La médecine a donc changé sa relation à la mort. Avec ce paradoxe que lorsque la médecine était impuissante jusqu’au milieu du 20e siècle, la mort était omniprésente et la médecine savait accompagner. Même si elle mettait un rideau entre les mourants et les autres malades. L’étudiant était d’emblée confronté à la mort comme la dimension la plus évidente de la médecine.
Depuis 70 ans, l’examen clinique a quasiment disparu en même temps que les interrogatoires ritualisés. Gaz du sang, écho, scanners inscrivent leurs données sur les écrans scintillants. L’apparence physique, l’histoire personnelle, l’environnement social, l’angoisse du malade disparaissent derrière des données chiffrées ou imagées.
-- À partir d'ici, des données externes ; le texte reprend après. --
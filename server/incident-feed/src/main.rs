//! Binary entrypoint: read one dataset snapshot (JSON) from stdin, write the
//! ranked feed as JSON lines to stdout.
//!
//! Output lines are FeedItems in feed order. Data-quality warnings go to
//! stderr as JSON lines. A fatal failure writes one ErrorOutput line to
//! stdout and exits 1.

use std::io::{self, Read, Write};
use std::sync::Arc;

use incident_feed::types::ErrorOutput;
use incident_feed::{FeedError, FeedPipeline, Snapshot, StaticSource};

#[tokio::main]
async fn main() {
  let mut input = String::new();
  if let Err(e) = io::stdin().read_to_string(&mut input) {
    let _ = writeln!(io::stderr(), "incident-feed: read error: {}", e);
    std::process::exit(1);
  }

  let snapshot: Snapshot = match serde_json::from_str(&input).map_err(FeedError::from) {
    Ok(s) => s,
    Err(e) => {
      let kind = e.kind();
      fail(ErrorOutput::new(e.to_string(), kind));
    }
  };

  let source = Arc::new(StaticSource::new(snapshot));
  let mut pipeline = FeedPipeline::with_defaults(source.clone(), source);

  match pipeline.run().await {
    Ok(report) => {
      let stdout = io::stdout();
      let mut out = io::BufWriter::new(stdout.lock());
      for item in report.items() {
        let _ = serde_json::to_writer(&mut out, &item);
        let _ = writeln!(out);
      }
      let _ = out.flush();

      let stderr = io::stderr();
      let mut warn_out = io::BufWriter::new(stderr.lock());
      for warning in &report.warnings {
        let _ = serde_json::to_writer(&mut warn_out, warning);
        let _ = writeln!(warn_out);
      }
      let _ = warn_out.flush();
    }
    Err(e) => {
      let kind = e.kind();
      fail(ErrorOutput::new(e.to_string(), kind));
    }
  }
}

fn fail(output: ErrorOutput) -> ! {
  let mut out = io::stdout();
  let _ = serde_json::to_writer(&mut out, &output);
  let _ = writeln!(out);
  std::process::exit(1);
}
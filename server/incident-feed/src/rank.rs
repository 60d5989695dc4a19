//! Feed ordering: priority ascending, then recency descending.

use std::cmp::Ordering;

use crate::types::Incident;

/// Total-order comparator for the feed.
///
/// Keys, in order:
/// 1. priority rank, ascending (unrecognized ordinals after all recognized);
/// 2. parsed instant, descending (newer first; unparseable datetimes last,
///    as if they were the oldest possible instant);
/// 3. id, ascending.
///
/// The id key makes ties deterministic across runs and independent of the
/// order the sources returned the records in.
pub fn rank_cmp(a: &Incident, b: &Incident) -> Ordering {
  a.priority
    .rank_key()
    .cmp(&b.priority.rank_key())
    .then_with(|| match (a.when, b.when) {
      (Some(ta), Some(tb)) => tb.cmp(&ta),
      (Some(_), None) => Ordering::Less,
      (None, Some(_)) => Ordering::Greater,
      (None, None) => Ordering::Equal,
    })
    .then_with(|| a.id.cmp(&b.id))
}

/// Sort the deduplicated incidents into final feed order.
pub fn rank(mut incidents: Vec<Incident>) -> Vec<Incident> {
  incidents.sort_by(rank_cmp);
  incidents
}
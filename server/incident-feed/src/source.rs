//! Source traits the pipeline reads from, plus an in-memory snapshot source.

use async_trait::async_trait;
use std::time::Duration;

use crate::error::FeedError;
use crate::types::{IncidentRecord, LocationRecord, Snapshot};

/// Supplies the set of locations to query.
#[async_trait]
pub trait LocationSource: Send + Sync {
  async fn locations(&self) -> Result<Vec<LocationRecord>, FeedError>;
}

/// Supplies the incidents recorded at one location.
#[async_trait]
pub trait IncidentSource: Send + Sync {
  async fn incidents_by_location(
    &self,
    location_id: i64,
  ) -> Result<Vec<IncidentRecord>, FeedError>;
}

/// In-memory source backed by a dataset snapshot.
///
/// Serves the CLI binary, the gateway, and tests. Optional per-call latency
/// simulates a remote collaborator.
#[derive(Debug, Clone)]
pub struct StaticSource {
  snapshot: Snapshot,
  latency: Option<Duration>,
}

impl StaticSource {
  pub fn new(snapshot: Snapshot) -> Self {
    Self {
      snapshot,
      latency: None,
    }
  }

  pub fn with_latency(mut self, latency: Duration) -> Self {
    self.latency = Some(latency);
    self
  }

  async fn simulate_latency(&self) {
    if let Some(d) = self.latency {
      tokio::time::sleep(d).await;
    }
  }
}

#[async_trait]
impl LocationSource for StaticSource {
  async fn locations(&self) -> Result<Vec<LocationRecord>, FeedError> {
    self.simulate_latency().await;
    Ok(self.snapshot.locations.clone())
  }
}

#[async_trait]
impl IncidentSource for StaticSource {
  async fn incidents_by_location(
    &self,
    location_id: i64,
  ) -> Result<Vec<IncidentRecord>, FeedError> {
    self.simulate_latency().await;
    Ok(
      self
        .snapshot
        .incidents
        .get(&location_id)
        .cloned()
        .unwrap_or_default(),
    )
  }
}
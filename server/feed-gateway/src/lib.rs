//! Incident Feed Gateway
//!
//! HTTP service that serves the ranked incident feed over a snapshot
//! dataset. Bind to 127.0.0.1 by default (internal only).

mod handlers;
mod state;

pub use handlers::{feed, health, location_incidents, locations};
pub use state::AppState;
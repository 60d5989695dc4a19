//! Structured error types for the feed pipeline.

use thiserror::Error;

use crate::types::FailureKind;

#[derive(Debug, Error)]
pub enum FeedError {
  /// A location or incident fetch failed; fatal to the current run.
  #[error("source unavailable: {context}: {reason}")]
  SourceUnavailable { context: String, reason: String },

  /// A record breaks a contract the pipeline cannot uphold (e.g. empty id).
  #[error("invariant: {field}: {reason}")]
  Invariant { field: String, reason: String },

  /// run() was invoked while a run is already in flight.
  #[error("pipeline is already running")]
  AlreadyRunning,

  /// The configured run timeout elapsed before the pipeline finished.
  #[error("run timed out after {0} ms")]
  Timeout(u64),

  #[error("json: {0}")]
  Json(#[from] serde_json::Error),
}

impl FeedError {
  pub fn source(context: &str, reason: impl Into<String>) -> Self {
    Self::SourceUnavailable {
      context: context.to_string(),
      reason: reason.into(),
    }
  }

  pub fn invariant(field: &str, reason: &str) -> Self {
    Self::Invariant {
      field: field.to_string(),
      reason: reason.to_string(),
    }
  }

  /// Classification published in the Failed pipeline state.
  pub fn kind(&self) -> FailureKind {
    match self {
      Self::SourceUnavailable { .. } => FailureKind::SourceUnavailable,
      Self::Invariant { .. } | Self::Json(_) => FailureKind::InvariantViolation,
      Self::Timeout(_) => FailureKind::Timeout,
      Self::AlreadyRunning => FailureKind::Busy,
    }
  }
}
//! Collapse to one incident per id (last write wins).

use std::collections::HashMap;

use crate::types::Incident;

/// Later occurrences overwrite earlier ones for the same id.
///
/// Output order is unspecified; the ranker establishes all ordering
/// downstream. Empty in, empty out.
pub fn dedupe(incidents: Vec<Incident>) -> Vec<Incident> {
  let mut by_id: HashMap<String, Incident> = HashMap::with_capacity(incidents.len());
  for incident in incidents {
    by_id.insert(incident.id.clone(), incident);
  }
  by_id.into_values().collect()
}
La mort n’a plus d’accueil, car elle n’a ni chiffres ni images sauf en cas de mort cérébrale où la mort retrouve tout son intérêt médical par le don d’organes possible. La mort est admise lorsqu’elle sert à quelque chose ! Puisque la société exige de la médecine performance, discernement sur le sens d’un soin, bonne gouvernance, efficience, responsabilité juridique, la mort n’a plus de cadre en dehors de celui médico légal.
Ou plutôt si, elle en a trouvé un : les soins palliatifs.
La médecine française a mis longtemps à accepter cette discipline. Et certains services ne l’ont toujours pas accepté. Il y aurait ainsi des médecins de la mort qui effraieraient les malades. La mort a des lieux qui lui sont dédiés, une spécialité qui dédouane les soignants du « care ».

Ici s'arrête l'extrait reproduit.